On the morning of 15 July Pegasus and Little John sighted a large Spanish ship. The English sailed towards her, attacked the ship, and after heavy hand-to-hand combat and a number of casualties, they boarded and overwhelmed the Spaniard forcing its surrender. The captured Spanish ship was the 300-ton Spanish galleon which turned out to be the San Juan; her captain Agustín de Paz was heading from Veracruz to Havana. The San Juan was thoroughly pillaged, after which she was then burned with the prisoners taken ashore. From the prisoners and documents they learned that a Spanish convoy was behind the San Juan. On the same day more success came to the English as Swallow, Centaur, Hopewell, and Fifth Part pursued four Spanish coastal ships which were surrounded and captured. They were pillaged and two were used as store ships while the other two were burned.

Early the next day, the first elements of the main Spanish convoy had arrived in the area from Veracruz under Admiral Navarro. The English took watch and an opportunity came about when one of the lookouts spotted a lone ship; noted as being too far ahead of the rest of the convoy. At midday Centaur and Little John attacked and boarded the vessel from the rear, while the Pegasus pounded the starboard side of the ship. After a sharp half an hour fight in which William Lane was injured, the ship was taken. The captured prize was a 240-ton armed merchant galleon from Seville, the Santa Trinidad under Captain Alonso Hidalgo.

The Santa Trinidad prize proved so rich that Lane immediately ordered the English to quit their watch outside Havana and protect the ship at all costs. They sailed home before the rest of the Spanish plate fleet along with Ribera sortied on its homeward leg.

==Aftermath==
The English fleet arrived at Plymouth a few months later with the eight captured ships amid much rejoicing. In all Watt's expedition was a huge success – eight prizes were taken in all worth a total of £40,000 which produced on investment of at least 200 per cent regardless of embezzlement and pillage which crew members committed to supplement their normal one third share granted in lieu of wages. Half of this went to Queen Elizabeth I, the Lord Admiral Charles Howard, 1st Earl of Nottingham with the rest shared between Watts and Raleigh. The Trinidad was the richest yielding £20,000 alone with silver, hides, and cochineal. Watt's had taken most of the prizes and the money, and Carew who funded a small part asked Sir Julius Caesar to intervene on a matter of fair distribution.
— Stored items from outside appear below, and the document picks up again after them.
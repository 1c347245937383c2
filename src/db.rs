//! SQLite pool creation and the embedded schema migration.

use anyhow::{Context, Result};
use sqlx::{
    SqlitePool,
    sqlite::{SqliteConnectOptions, SqlitePoolOptions},
};
use std::{path::Path, str::FromStr};

const MIGRATION: &str = include_str!("../migrations/0001_init.sql");

/// Opens (and creates if missing) the database at `database_url`.
pub async fn connect(database_url: &str) -> Result<SqlitePool> {
    let db_path = database_url
        .trim_start_matches("sqlite://")
        .trim_start_matches("sqlite:")
        .trim_start_matches("file:");
    if let Some(parent) = Path::new(db_path).parent().filter(|p| !p.as_os_str().is_empty()) {
        if !parent.exists() {
            std::fs::create_dir_all(parent)
                .with_context(|| format!("creating database directory {}", parent.display()))?;
            tracing::info!("Created missing directory {:?}", parent);
        }
    }

    let options = SqliteConnectOptions::from_str(database_url)
        .with_context(|| format!("parsing database URL `{database_url}`"))?
        .create_if_missing(true)
        .foreign_keys(true);

    SqlitePoolOptions::new()
        .max_connections(5)
        .connect_with(options)
        .await
        .with_context(|| format!("connecting to {database_url}"))
}

/// A private in-memory database, kept alive by its single connection.
pub async fn connect_in_memory() -> Result<SqlitePool> {
    let options = SqliteConnectOptions::from_str("sqlite::memory:")?.foreign_keys(true);
    Ok(SqlitePoolOptions::new()
        .max_connections(1)
        .idle_timeout(None)
        .max_lifetime(None)
        .connect_with(options)
        .await?)
}

/// Run the embedded schema migration. Statements are idempotent.
pub async fn run_migrations(db: &SqlitePool) -> Result<()> {
    let statements = MIGRATION
        .split(';')
        .map(str::trim)
        .filter(|s| !s.is_empty())
        .collect::<Vec<_>>();

    tracing::info!("Running {} migration statements...", statements.len());

    for stmt in statements {
        tracing::debug!("Executing migration SQL: {}", stmt);
        sqlx::query(stmt)
            .execute(db)
            .await
            .with_context(|| format!("executing migration statement `{stmt}`"))?;
    }

    Ok(())
}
The Spanish on the other hand had been frustrated – de La Ribera had failed to clear any of the English from Western Cuba and could do little about the blockade. The Spanish Governor of Cuba Juan de Tejeda complained bitterly particularly as the English had sent him letters and compliments during the blockade:

for every hour they sail under my nose; in future I would like to be prepared that the enemy may not so insult me without my being able to get at him.
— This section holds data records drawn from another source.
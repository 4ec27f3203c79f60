use axum::extract::State;
use axum::http::StatusCode;
use axum::response::{IntoResponse, Response};
use axum::routing::{get, post};
use axum::{Json, Router};
use serde::{Deserialize, Serialize};

use crate::models::VocabCard;
use crate::response::{json_error, AppError};
use crate::review::leitner::Recall;
use crate::review::{Advance, ReviewSession, StartMode};
use crate::state::AppState;

#[derive(Debug, Deserialize)]
struct StartRequest {
    mode: StartMode,
}

#[derive(Debug, Deserialize)]
struct GradeRequest {
    remembered: bool,
}

#[derive(Debug, Serialize)]
#[serde(rename_all = "camelCase")]
struct MenuView {
    state: &'static str,
    total_words: usize,
}

#[derive(Debug, Serialize)]
#[serde(rename_all = "camelCase")]
struct SessionView {
    state: &'static str,
    mode: StartMode,
    index: usize,
    total: usize,
    flipped: bool,
    card: CardFace,
    #[serde(skip_serializing_if = "Option::is_none")]
    completed: Option<bool>,
}

#[derive(Debug, Serialize)]
#[serde(rename_all = "camelCase")]
struct CardFace {
    id: i64,
    word: String,
    #[serde(skip_serializing_if = "Option::is_none")]
    back: Option<CardBack>,
}

/// Key mix mirrors the stored card: vendor-schema fields in snake_case,
/// app-added fields in camelCase.
#[derive(Debug, Serialize)]
struct CardBack {
    meaning: String,
    pronunciation: String,
    grammar_type: String,
    note: String,
    #[serde(rename = "contextSentence")]
    context_sentence: String,
}

pub fn router() -> Router<AppState> {
    Router::new()
        .route("/", get(view))
        .route("/start", post(start))
        .route("/flip", post(flip))
        .route("/advance", post(advance))
        .route("/grade", post(grade))
        .route("/finish", post(finish))
        .route("/exit", post(exit))
}

async fn view(State(state): State<AppState>) -> Response {
    let review = state.review();
    let slot = review.lock();
    match slot.as_ref() {
        Some(session) => session_view(session, None),
        None => menu_view(state.store().vocab().len()),
    }
}

/// Builds the card queue and enters the session. An empty selection is a
/// no-op: the machine stays on the menu. A second start while a session is
/// live is rejected; the single slot is never silently replaced.
async fn start(State(state): State<AppState>, body: Option<Json<StartRequest>>) -> Response {
    let Some(Json(body)) = body else {
        return json_error(StatusCode::BAD_REQUEST, "Missing review mode").into_response();
    };

    let review = state.review();
    let mut slot = review.lock();
    if slot.is_some() {
        return json_error(StatusCode::CONFLICT, "A review session is already active")
            .into_response();
    }

    let cards = state.store().vocab();
    let total = cards.len();
    let now_ms = chrono::Utc::now().timestamp_millis();
    let rng = state.rng();
    let started = {
        let mut rng = rng.lock();
        ReviewSession::start(body.mode, cards, now_ms, &mut *rng)
    };

    match started {
        Some(session) => {
            let response = session_view(&session, None);
            *slot = Some(session);
            response
        }
        None => menu_view(total),
    }
}

async fn flip(State(state): State<AppState>) -> Response {
    let review = state.review();
    let mut slot = review.lock();
    let Some(session) = slot.as_mut() else {
        return json_error(StatusCode::BAD_REQUEST, "No active review session").into_response();
    };
    session.flip();
    session_view(session, None)
}

async fn advance(State(state): State<AppState>) -> Response {
    let review = state.review();
    let mut slot = review.lock();
    let Some(session) = slot.as_mut() else {
        return json_error(StatusCode::BAD_REQUEST, "No active review session").into_response();
    };
    let outcome = session.advance();
    session_view(session, Some(outcome == Advance::Exhausted))
}

/// Leitner grade: promotes or demotes the current card, writes the new
/// stage through to storage, then advances like the plain next button.
async fn grade(State(state): State<AppState>, body: Option<Json<GradeRequest>>) -> Response {
    let Some(Json(body)) = body else {
        return json_error(StatusCode::BAD_REQUEST, "Missing remembered flag").into_response();
    };
    let recall = if body.remembered {
        Recall::Remembered
    } else {
        Recall::Forgot
    };
    let now_ms = chrono::Utc::now().timestamp_millis();

    let review = state.review();
    let mut slot = review.lock();
    let Some(session) = slot.as_mut() else {
        return json_error(StatusCode::BAD_REQUEST, "No active review session").into_response();
    };
    let Some((updated, outcome)) = session.grade_current(recall, now_ms) else {
        return json_error(StatusCode::BAD_REQUEST, "No active review session").into_response();
    };

    let write = state.store().update_vocab(|cards| {
        if let Some(card) = cards.iter_mut().find(|card| card.id == updated.id) {
            card.review_stage = updated.review_stage;
            card.last_reviewed_at = updated.last_reviewed_at;
        }
    });
    if let Err(error) = write {
        return AppError::from(error).into_response();
    }

    session_view(session, Some(outcome == Advance::Exhausted))
}

/// Confirms a finished run and returns to the menu.
async fn finish(State(state): State<AppState>) -> Response {
    let review = state.review();
    let mut slot = review.lock();
    if slot.take().is_none() {
        return json_error(StatusCode::BAD_REQUEST, "No active review session").into_response();
    }
    drop(slot);
    menu_view(state.store().vocab().len())
}

/// Abandons whatever is running. Safe to call from the menu too.
async fn exit(State(state): State<AppState>) -> Response {
    let review = state.review();
    let mut slot = review.lock();
    slot.take();
    drop(slot);
    menu_view(state.store().vocab().len())
}

fn menu_view(total_words: usize) -> Response {
    Json(MenuView {
        state: "menu",
        total_words,
    })
    .into_response()
}

fn session_view(session: &ReviewSession, completed: Option<bool>) -> Response {
    let Some(card) = session.current() else {
        tracing::error!("review session has no current card");
        return json_error(StatusCode::INTERNAL_SERVER_ERROR, "服务器内部错误").into_response();
    };
    Json(SessionView {
        state: "session",
        mode: session.mode(),
        index: session.index(),
        total: session.len(),
        flipped: session.flipped(),
        card: card_face(card, session.flipped()),
        completed,
    })
    .into_response()
}

/// Face-down cards expose only the word; the back appears on flip, same as
/// the flashcard UI this mirrors.
fn card_face(card: &VocabCard, flipped: bool) -> CardFace {
    CardFace {
        id: card.id,
        word: card.word.clone(),
        back: flipped.then(|| CardBack {
            meaning: card.meaning.clone(),
            pronunciation: card.pronunciation.clone(),
            grammar_type: card.grammar_type.clone(),
            note: card.note.clone(),
            context_sentence: card.context_sentence.clone(),
        }),
    }
}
The blockade of Western Cuba was one of the most successful English expeditions of the war militarily and financially. The following year another expedition to the Caribbean was launched by the English led by Christopher Newport and funded again by Watts and Lane. Although they didn't repeat the huge success of the previous year's expedition, their operations forced the Spanish to delay the departure of two Treasure fleets. As a result, they only reached Spain in the Spring of 1593.